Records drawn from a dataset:
--- START ---
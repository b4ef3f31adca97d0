//! Gradient and edge maps over rasters and alpha masks.

use image::{GrayImage, Luma};
use imageproc::{definitions::Image, gradients::sobel_gradients, map::map_colors};

use crate::{
    cutout::color::{luminance, rgb_of},
    utils::{for_each_neighbor, index_of, NEIGHBORS_8},
    AlphaMask, RasterImage,
};

/// Value of a weak edge before hysteresis.
pub const WEAK_EDGE: u8 = 128;
/// Value of a strong edge.
pub const STRONG_EDGE: u8 = 255;

/// BT.601 grayscale derivation of the colour channels, alpha ignored.
pub fn grayscale(image: &RasterImage) -> GrayImage {
    map_colors(image, |pixel| Luma([luminance(rgb_of(pixel)).round() as u8]))
}

/// Sobel gradient magnitude `sqrt(gx^2 + gy^2)` of the grayscale image.
pub fn sobel_magnitude(image: &RasterImage) -> Image<Luma<u16>> {
    sobel_gradients(&grayscale(image))
}

/// Simplified Canny edge map with values 0 or [`STRONG_EDGE`].
///
/// Sobel magnitudes go straight into [`hysteresis`]; there is no
/// non-maximum suppression.
pub fn canny_edges(image: &RasterImage, low: f32, high: f32) -> GrayImage {
    hysteresis(&sobel_magnitude(image), low, high)
}

/// Single-pass hysteresis over a gradient magnitude map.
///
/// Magnitudes above `high` are strong and above `low` weak. A weak pixel is
/// promoted when one of its 8-neighbours was strong in the thresholded map.
/// Promotions are not visible to later pixels of the same pass, so a weak
/// pixel two hops away from a strong edge is dropped.
pub fn hysteresis(magnitude: &Image<Luma<u16>>, low: f32, high: f32) -> GrayImage {
    let (width, height) = magnitude.dimensions();

    let classified: GrayImage = map_colors(magnitude, |Luma([m])| {
        let m = f32::from(m);
        Luma([if m > high {
            STRONG_EDGE
        } else if m > low {
            WEAK_EDGE
        } else {
            0
        }])
    });

    let classes = classified.as_raw();
    let mut edges = GrayImage::new(width, height);
    let target: &mut [u8] = &mut edges;
    for y in 0..height {
        for x in 0..width {
            let i = index_of(width, x, y);
            target[i] = match classes[i] {
                STRONG_EDGE => STRONG_EDGE,
                WEAK_EDGE => {
                    let mut promoted = false;
                    for_each_neighbor(&NEIGHBORS_8, width, height, x, y, |n| {
                        promoted |= classes[n] == STRONG_EDGE;
                    });
                    if promoted {
                        STRONG_EDGE
                    } else {
                        0
                    }
                }
                _ => 0,
            };
        }
    }

    edges
}

/// Largest absolute alpha difference to any 8-neighbour, doubled and
/// clamped to 255.
pub fn alpha_edges(mask: &AlphaMask) -> AlphaMask {
    let (width, height) = mask.dimensions();
    let alpha = mask.as_raw();
    let mut edges = AlphaMask::new(width, height);
    let target: &mut [u8] = &mut edges;

    for y in 0..height {
        for x in 0..width {
            let i = index_of(width, x, y);
            let mut max_diff = 0u8;
            for_each_neighbor(&NEIGHBORS_8, width, height, x, y, |n| {
                max_diff = max_diff.max(alpha[i].abs_diff(alpha[n]));
            });
            target[i] = max_diff.saturating_mul(2);
        }
    }

    edges
}

/// Gradient and edge maps of a colour raster.
pub trait EdgeDetection {
    /// See [`sobel_magnitude`].
    fn sobel_magnitude(&self) -> Image<Luma<u16>>;

    /// See [`canny_edges`].
    fn canny_edges(&self, low: f32, high: f32) -> GrayImage;
}

impl EdgeDetection for RasterImage {
    fn sobel_magnitude(&self) -> Image<Luma<u16>> {
        sobel_magnitude(self)
    }

    fn canny_edges(&self, low: f32, high: f32) -> GrayImage {
        canny_edges(self, low, high)
    }
}
pub mod alpha_mask;
pub mod background;
pub mod classifier;
pub mod cleanup;
pub mod color;
pub mod editor;
pub mod edges;
pub mod morphology;
pub mod optimizers;
pub mod pipeline;
pub mod safety_net;
pub mod segment;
--- END ---
### HOW TO COMPLETE THIS TASK:
Whatever lines appear above, reproduce every one of them exactly.

### YOUR RESPONSE:
repository b4ef3f31adca97d0
//! Gradient and edge maps over rasters and alpha masks.

use image::{GrayImage, Luma};
use imageproc::{definitions::Image, gradients::sobel_gradients, map::map_colors};

use crate::{
    cutout::color::{luminance, rgb_of},
    utils::{for_each_neighbor, index_of, NEIGHBORS_8},
    AlphaMask, RasterImage,
};

/// Value of a weak edge before hysteresis.
pub const WEAK_EDGE: u8 = 128;
/// Value of a strong edge.
pub const STRONG_EDGE: u8 = 255;

/// BT.601 grayscale derivation of the colour channels, alpha ignored.
pub fn grayscale(image: &RasterImage) -> GrayImage {
    map_colors(image, |pixel| Luma([luminance(rgb_of(pixel)).round() as u8]))
}

/// Sobel gradient magnitude `sqrt(gx^2 + gy^2)` of the grayscale image.
pub fn sobel_magnitude(image: &RasterImage) -> Image<Luma<u16>> {
    sobel_gradients(&grayscale(image))
}

/// Simplified Canny edge map with values 0 or [`STRONG_EDGE`].
///
/// Sobel magnitudes go straight into [`hysteresis`]; there is no
/// non-maximum suppression.
pub fn canny_edges(image: &RasterImage, low: f32, high: f32) -> GrayImage {
    hysteresis(&sobel_magnitude(image), low, high)
}

/// Single-pass hysteresis over a gradient magnitude map.
///
/// Magnitudes above `high` are strong and above `low` weak. A weak pixel is
/// promoted when one of its 8-neighbours was strong in the thresholded map.
/// Promotions are not visible to later pixels of the same pass, so a weak
/// pixel two hops away from a strong edge is dropped.
pub fn hysteresis(magnitude: &Image<Luma<u16>>, low: f32, high: f32) -> GrayImage {
    let (width, height) = magnitude.dimensions();

    let classified: GrayImage = map_colors(magnitude, |Luma([m])| {
        let m = f32::from(m);
        Luma([if m > high {
            STRONG_EDGE
        } else if m > low {
            WEAK_EDGE
        } else {
            0
        }])
    });

    let classes = classified.as_raw();
    let mut edges = GrayImage::new(width, height);
    let target: &mut [u8] = &mut edges;
    for y in 0..height {
        for x in 0..width {
            let i = index_of(width, x, y);
            target[i] = match classes[i] {
                STRONG_EDGE => STRONG_EDGE,
                WEAK_EDGE => {
                    let mut promoted = false;
                    for_each_neighbor(&NEIGHBORS_8, width, height, x, y, |n| {
                        promoted |= classes[n] == STRONG_EDGE;
                    });
                    if promoted {
                        STRONG_EDGE
                    } else {
                        0
                    }
                }
                _ => 0,
            };
        }
    }

    edges
}

/// Largest absolute alpha difference to any 8-neighbour, doubled and
/// clamped to 255.
pub fn alpha_edges(mask: &AlphaMask) -> AlphaMask {
    let (width, height) = mask.dimensions();
    let alpha = mask.as_raw();
    let mut edges = AlphaMask::new(width, height);
    let target: &mut [u8] = &mut edges;

    for y in 0..height {
        for x in 0..width {
            let i = index_of(width, x, y);
            let mut max_diff = 0u8;
            for_each_neighbor(&NEIGHBORS_8, width, height, x, y, |n| {
                max_diff = max_diff.max(alpha[i].abs_diff(alpha[n]));
            });
            target[i] = max_diff.saturating_mul(2);
        }
    }

    edges
}

/// Gradient and edge maps of a colour raster.
pub trait EdgeDetection {
    /// See [`sobel_magnitude`].
    fn sobel_magnitude(&self) -> Image<Luma<u16>>;

    /// See [`canny_edges`].
    fn canny_edges(&self, low: f32, high: f32) -> GrayImage;
}

impl EdgeDetection for RasterImage {
    fn sobel_magnitude(&self) -> Image<Luma<u16>> {
        sobel_magnitude(self)
    }

    fn canny_edges(&self, low: f32, high: f32) -> GrayImage {
        canny_edges(self, low, high)
    }
}
pub mod alpha_mask;
pub mod background;
pub mod classifier;
pub mod cleanup;
pub mod color;
pub mod editor;
pub mod edges;
pub mod morphology;
pub mod optimizers;
pub mod pipeline;
pub mod safety_net;
pub mod segment;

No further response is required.